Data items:
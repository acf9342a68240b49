use std::path::{Path, PathBuf};
use std::rc::Rc;
use std::time::Instant;

use clap::{Parser, Subcommand};
use surface_integrator_core::steps::{list_files, parse_step_sizes};
use surface_integrator_core::template::ZoneBody;
use surface_integrator_core::{
    parse_zone_text, ActionRegistry, AppConfig, ModifierManager, Page, SurfaceError,
};
use tracing_subscriber::EnvFilter;

mod script;

use script::{ConsoleAction, ScriptHost};

fn main() -> surface_integrator_core::Result<()> {
    init_tracing();

    let cli = Cli::parse();

    match cli.command {
        Commands::Check { folder } => run_check(&folder),
        Commands::Steps { file } => run_steps(&file),
        Commands::Simulate { config, script, page } => run_simulate(&config, &script, page.as_deref()),
    }
}

fn run_check(folder: &Path) -> surface_integrator_core::Result<()> {
    tracing::info!(?folder, "checking zone files");

    let vocabulary = ModifierManager::default();
    let files = list_files(folder, "zon")?;
    let mut failures = 0;

    for path in &files {
        let text = std::fs::read_to_string(path)?;
        match parse_zone_text(&text, path, &vocabulary) {
            Ok(zone) => {
                let detail = match &zone.body {
                    ZoneBody::Bindings(table) => format!("{} widgets", table.len()),
                    ZoneBody::FxParams(table) => format!("{} FX rows", table.rows.len()),
                };
                println!("ok   {} ({detail})", zone.display_name());
            }
            Err(err) => {
                failures += 1;
                println!("FAIL {err}");
            }
        }
    }

    println!("{} zone files, {failures} rejected", files.len());
    if failures > 0 {
        return Err(SurfaceError::msg(format!("{failures} zone files failed to parse")));
    }
    Ok(())
}

fn run_steps(file: &Path) -> surface_integrator_core::Result<()> {
    let text = std::fs::read_to_string(file)?;
    let steps = parse_step_sizes(&text, file)?;

    println!("{}", steps.zone);
    for (param, values) in &steps.steps {
        let values: Vec<String> = values.iter().map(|value| format!("{value:.3}")).collect();
        println!("  {param:>4}: {}", values.join(" "));
    }
    Ok(())
}

fn run_simulate(
    config: &Path,
    script: &Path,
    page_name: Option<&str>,
) -> surface_integrator_core::Result<()> {
    let config = AppConfig::load(config)?;
    let page_config = match page_name {
        Some(name) => config.pages.iter().find(|page| page.name == name),
        None => config.pages.first(),
    }
    .ok_or_else(|| SurfaceError::msg("no matching page in the configuration"))?;
    tracing::info!(page = %page_config.name, surfaces = page_config.surfaces.len(), "simulating");

    let host = Rc::new(ScriptHost::default());
    let mut actions = ActionRegistry::new();
    actions.set_fallback(Rc::new(ConsoleAction(host.clone())));

    let mut page = Page::from_config(page_config, Rc::new(config.engine.clone()), Rc::new(actions));
    let indexed = page.preprocess();
    tracing::debug!(zones = indexed, "zone files indexed");
    if page.initialize(&*host, Instant::now()) == 0 {
        return Err(SurfaceError::msg("no surface could be initialised"));
    }

    let text = std::fs::read_to_string(script)?;
    script::run(&mut page, &host, &text, script)
}

fn init_tracing() {
    let _ = tracing_subscriber::fmt()
        .with_env_filter(
            EnvFilter::try_from_default_env().unwrap_or_else(|_| EnvFilter::new("info")),
        )
        .try_init();
}

#[derive(Parser, Debug)]
#[command(author, version, about = "Control surface zone engine", long_about = None)]
struct Cli {
    #[command(subcommand)]
    command: Commands,
}

#[derive(Subcommand, Debug)]
enum Commands {
    /// Parse every zone file in a folder and report the ones that fail.
    Check {
        /// Folder scanned recursively for `.zon` files.
        folder: PathBuf,
    },
    /// Print the contents of a step-size file.
    Steps {
        /// Path to the `.stp` file.
        file: PathBuf,
    },
    /// Build a page from a configuration file and replay an input script.
    Simulate {
        /// JSON configuration describing the engine and its pages.
        #[arg(short, long)]
        config: PathBuf,
        /// Input script, one event per line.
        #[arg(short, long)]
        script: PathBuf,
        /// Page to build; the first one when omitted.
        #[arg(short, long)]
        page: Option<String>,
    },
}
//! Widget directory of one surface and the feedback it produces.

use std::collections::{BTreeSet, HashMap};

use serde::{Deserialize, Serialize};

use crate::config::{SurfaceConfig, WidgetConfig};
use crate::values::Rgba;

/// Virtual widgets every surface carries, fired by the engine itself.
pub const HARDWIRED_WIDGETS: [&str; 4] = [
    "OnInitialization",
    "OnTrackSelection",
    "OnZoneActivation",
    "OnZoneDeactivation",
];

/// Stable index of a widget within its [`Surface`].
#[derive(Debug, Clone, Copy, PartialEq, Eq, PartialOrd, Ord, Hash)]
pub struct WidgetId(pub usize);

/// How a widget renders outgoing values.
#[derive(Debug, Clone, Copy, Default, PartialEq, Eq, Serialize, Deserialize)]
pub enum FeedbackKind {
    /// Input only; nothing is ever sent back.
    #[default]
    None,
    /// Lamp or button LED: anything non-zero is on.
    TwoState,
    /// Motor fader, LED ring: the value as is.
    Continuous,
    /// Character display: values are rendered as text.
    Display,
    /// Level meter: the value clamped to `[0, 1]`.
    Meter,
}

/// What a [`FeedbackKind`] turned a value into.
#[derive(Debug, Clone, PartialEq)]
pub enum Rendered {
    Value(f64),
    Text(String),
    Nothing,
}

impl FeedbackKind {
    pub fn render_value(self, value: f64) -> Rendered {
        match self {
            Self::None => Rendered::Nothing,
            Self::TwoState => Rendered::Value(if value != 0.0 { 1.0 } else { 0.0 }),
            Self::Continuous => Rendered::Value(value),
            Self::Display => Rendered::Text(format!("{value:.2}")),
            Self::Meter => Rendered::Value(value.clamp(0.0, 1.0)),
        }
    }

    pub fn accepts_text(self) -> bool {
        self == Self::Display
    }

    pub fn accepts_color(self) -> bool {
        !matches!(self, Self::None)
    }
}

/// Outgoing message for the I/O layer.
#[derive(Debug, Clone, PartialEq)]
pub enum FeedbackEvent {
    Value { widget: String, value: f64 },
    Text { widget: String, text: String },
    Color { widget: String, color: Rgba },
    Mode { widget: String, mode: String },
    ZoneActivated { zone: String },
}

#[derive(Debug, Clone)]
pub struct Widget {
    name: String,
    channel: u32,
    feedback: FeedbackKind,
    step_size: f64,
    acceleration: Vec<f64>,
    last_value: Option<f64>,
    last_text: Option<String>,
    last_color: Option<Rgba>,
    last_mode: Option<String>,
}

impl Widget {
    pub fn from_config(config: &WidgetConfig) -> Self {
        Self {
            name: config.name.clone(),
            channel: config
                .channel
                .unwrap_or_else(|| channel_from_name(&config.name)),
            feedback: config.feedback,
            step_size: config.step_size,
            acceleration: config.acceleration.clone(),
            last_value: None,
            last_text: None,
            last_color: None,
            last_mode: None,
        }
    }

    pub fn name(&self) -> &str {
        &self.name
    }

    /// 1-based channel, or 0 for widgets that belong to no channel.
    pub fn channel(&self) -> u32 {
        self.channel
    }

    pub fn feedback(&self) -> FeedbackKind {
        self.feedback
    }

    pub fn step_size(&self) -> f64 {
        self.step_size
    }

    pub fn acceleration(&self) -> &[f64] {
        &self.acceleration
    }
}

/// Trailing decimal digits of a widget name: `Fader12` is channel 12.
pub fn channel_from_name(name: &str) -> u32 {
    let digits = name.len() - name.trim_end_matches(|c: char| c.is_ascii_digit()).len();
    name[name.len() - digits..].parse().unwrap_or(0)
}

/// One control surface: its widgets, channel touch/toggle state and pending
/// feedback.
#[derive(Debug, Clone, Default)]
pub struct Surface {
    name: String,
    channel_count: u32,
    channel_offset: u32,
    widgets: Vec<Widget>,
    by_name: HashMap<String, WidgetId>,
    touched: BTreeSet<u32>,
    toggled: BTreeSet<u32>,
    outbox: Vec<FeedbackEvent>,
}

impl Surface {
    pub fn new(name: impl Into<String>, channel_count: u32) -> Self {
        let mut surface = Self {
            name: name.into(),
            channel_count,
            ..Self::default()
        };
        for hardwired in HARDWIRED_WIDGETS {
            surface.add_widget(&WidgetConfig::new(hardwired, FeedbackKind::None));
        }
        surface
    }

    pub fn from_config(config: &SurfaceConfig) -> Self {
        let mut surface = Self::new(config.name.clone(), config.channel_count);
        surface.channel_offset = config.channel_offset;
        for widget in &config.widgets {
            surface.add_widget(widget);
        }
        surface
    }

    /// Adds a widget, or replaces the definition of one with the same name.
    pub fn add_widget(&mut self, config: &WidgetConfig) -> WidgetId {
        let widget = Widget::from_config(config);
        if let Some(&id) = self.by_name.get(&config.name) {
            self.widgets[id.0] = widget;
            return id;
        }

        let id = WidgetId(self.widgets.len());
        self.by_name.insert(config.name.clone(), id);
        self.widgets.push(widget);
        id
    }

    pub fn name(&self) -> &str {
        &self.name
    }

    pub fn channel_count(&self) -> u32 {
        self.channel_count
    }

    pub fn channel_offset(&self) -> u32 {
        self.channel_offset
    }

    pub fn widget_by_name(&self, name: &str) -> Option<WidgetId> {
        self.by_name.get(name).copied()
    }

    pub fn widget(&self, id: WidgetId) -> Option<&Widget> {
        self.widgets.get(id.0)
    }

    pub fn widget_name(&self, id: WidgetId) -> &str {
        self.widget(id).map_or("", Widget::name)
    }

    pub fn channel_of(&self, id: WidgetId) -> u32 {
        self.widget(id).map_or(0, Widget::channel)
    }

    pub fn widget_ids(&self) -> impl Iterator<Item = WidgetId> {
        (0..self.widgets.len()).map(WidgetId)
    }

    pub fn touch_channel(&mut self, channel: u32, value: f64) {
        if value != 0.0 {
            self.touched.insert(channel);
        } else {
            self.touched.remove(&channel);
        }
    }

    pub fn toggle_channel(&mut self, channel: u32) {
        if !self.toggled.remove(&channel) {
            self.toggled.insert(channel);
        }
    }

    pub fn is_channel_touched(&self, channel: u32) -> bool {
        self.touched.contains(&channel)
    }

    pub fn is_channel_toggled(&self, channel: u32) -> bool {
        self.toggled.contains(&channel)
    }

    pub fn update_value(&mut self, id: WidgetId, value: f64) {
        let Some(widget) = self.widgets.get_mut(id.0) else {
            return;
        };
        match widget.feedback.render_value(value) {
            Rendered::Value(value) => {
                if widget.last_value != Some(value) {
                    widget.last_value = Some(value);
                    self.outbox.push(FeedbackEvent::Value {
                        widget: widget.name.clone(),
                        value,
                    });
                }
            }
            Rendered::Text(text) => self.update_text(id, &text),
            Rendered::Nothing => {}
        }
    }

    pub fn update_text(&mut self, id: WidgetId, text: &str) {
        let Some(widget) = self.widgets.get_mut(id.0) else {
            return;
        };
        if !widget.feedback.accepts_text() || widget.last_text.as_deref() == Some(text) {
            return;
        }
        widget.last_text = Some(text.to_string());
        self.outbox.push(FeedbackEvent::Text {
            widget: widget.name.clone(),
            text: text.to_string(),
        });
    }

    pub fn update_color(&mut self, id: WidgetId, color: Rgba) {
        let Some(widget) = self.widgets.get_mut(id.0) else {
            return;
        };
        if !widget.feedback.accepts_color() || widget.last_color == Some(color) {
            return;
        }
        widget.last_color = Some(color);
        self.outbox.push(FeedbackEvent::Color {
            widget: widget.name.clone(),
            color,
        });
    }

    pub fn update_mode(&mut self, id: WidgetId, mode: &str) {
        let Some(widget) = self.widgets.get_mut(id.0) else {
            return;
        };
        if widget.last_mode.as_deref() == Some(mode) {
            return;
        }
        widget.last_mode = Some(mode.to_string());
        self.outbox.push(FeedbackEvent::Mode {
            widget: widget.name.clone(),
            mode: mode.to_string(),
        });
    }

    /// Zero value, empty text, blank color; only what differs is sent.
    pub fn clear(&mut self, id: WidgetId) {
        let Some(kind) = self.widget(id).map(Widget::feedback) else {
            return;
        };
        if kind.accepts_text() {
            self.update_text(id, "");
        } else {
            self.update_value(id, 0.0);
        }
        self.update_color(id, Rgba::default());
    }

    /// Like [`Surface::clear`] but forgets the cached state first, so the
    /// blanking is always sent.
    pub fn force_clear(&mut self, id: WidgetId) {
        if let Some(widget) = self.widgets.get_mut(id.0) {
            widget.last_value = None;
            widget.last_text = None;
            widget.last_color = None;
        }
        self.clear(id);
    }

    pub fn announce_zone(&mut self, zone: &str) {
        self.outbox.push(FeedbackEvent::ZoneActivated {
            zone: zone.to_string(),
        });
    }

    pub fn pending_feedback(&self) -> &[FeedbackEvent] {
        &self.outbox
    }

    pub fn drain_feedback(&mut self) -> Vec<FeedbackEvent> {
        std::mem::take(&mut self.outbox)
    }
}

#[cfg(test)]
mod tests {
    use super::*;

    fn surface() -> Surface {
        let mut config = SurfaceConfig {
            name: "Test".into(),
            channel_count: 8,
            ..SurfaceConfig::default()
        };
        config.widgets = vec![
            WidgetConfig::new("Fader3", FeedbackKind::Continuous),
            WidgetConfig::new("Mute3", FeedbackKind::TwoState),
            WidgetConfig::new("Display1", FeedbackKind::Display),
            WidgetConfig::new("Play", FeedbackKind::TwoState),
        ];
        Surface::from_config(&config)
    }

    #[test]
    fn hardwired_widgets_always_exist() {
        let surface = Surface::new("Bare", 1);
        for name in HARDWIRED_WIDGETS {
            assert!(surface.widget_by_name(name).is_some(), "{name}");
        }
    }

    #[test]
    fn channels_come_from_trailing_digits() {
        let surface = surface();
        let fader = surface.widget_by_name("Fader3").unwrap();
        let play = surface.widget_by_name("Play").unwrap();
        assert_eq!(surface.channel_of(fader), 3);
        assert_eq!(surface.channel_of(play), 0);
        assert_eq!(channel_from_name("Rotary12"), 12);
    }

    #[test]
    fn unchanged_values_are_not_resent() {
        let mut surface = surface();
        let fader = surface.widget_by_name("Fader3").unwrap();
        surface.update_value(fader, 0.5);
        surface.update_value(fader, 0.5);
        surface.update_value(fader, 0.7);

        let events = surface.drain_feedback();
        assert_eq!(events.len(), 2);
        assert!(surface.pending_feedback().is_empty());
    }

    #[test]
    fn feedback_kinds_shape_values() {
        let mut surface = surface();
        let mute = surface.widget_by_name("Mute3").unwrap();
        let display = surface.widget_by_name("Display1").unwrap();
        surface.update_value(mute, 0.3);
        surface.update_value(display, 0.25);

        assert_eq!(
            surface.drain_feedback(),
            vec![
                FeedbackEvent::Value {
                    widget: "Mute3".into(),
                    value: 1.0
                },
                FeedbackEvent::Text {
                    widget: "Display1".into(),
                    text: "0.25".into()
                },
            ]
        );
    }

    #[test]
    fn virtual_widgets_stay_silent() {
        let mut surface = surface();
        let hook = surface.widget_by_name("OnZoneActivation").unwrap();
        surface.update_value(hook, 1.0);
        surface.force_clear(hook);
        assert!(surface.drain_feedback().is_empty());
    }

    #[test]
    fn force_clear_always_sends() {
        let mut surface = surface();
        let play = surface.widget_by_name("Play").unwrap();
        surface.clear(play);
        assert_eq!(surface.drain_feedback().len(), 2);
        surface.clear(play);
        assert!(surface.drain_feedback().is_empty());
        surface.force_clear(play);
        assert_eq!(surface.drain_feedback().len(), 2);
    }

    #[test]
    fn touch_and_toggle_track_channels() {
        let mut surface = surface();
        surface.touch_channel(3, 1.0);
        surface.toggle_channel(2);
        assert!(surface.is_channel_touched(3));
        assert!(surface.is_channel_toggled(2));

        surface.touch_channel(3, 0.0);
        surface.toggle_channel(2);
        assert!(!surface.is_channel_touched(3));
        assert!(!surface.is_channel_toggled(2));
    }
}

* _Problem details_: Return each full line of the entries that contains the word "ZoneBody".

* _Output of the exercise_:
use surface_integrator_core::template::ZoneBody;
                    ZoneBody::Bindings(table) => format!("{} widgets", table.len()),
                    ZoneBody::FxParams(table) => format!("{} FX rows", table.rows.len()),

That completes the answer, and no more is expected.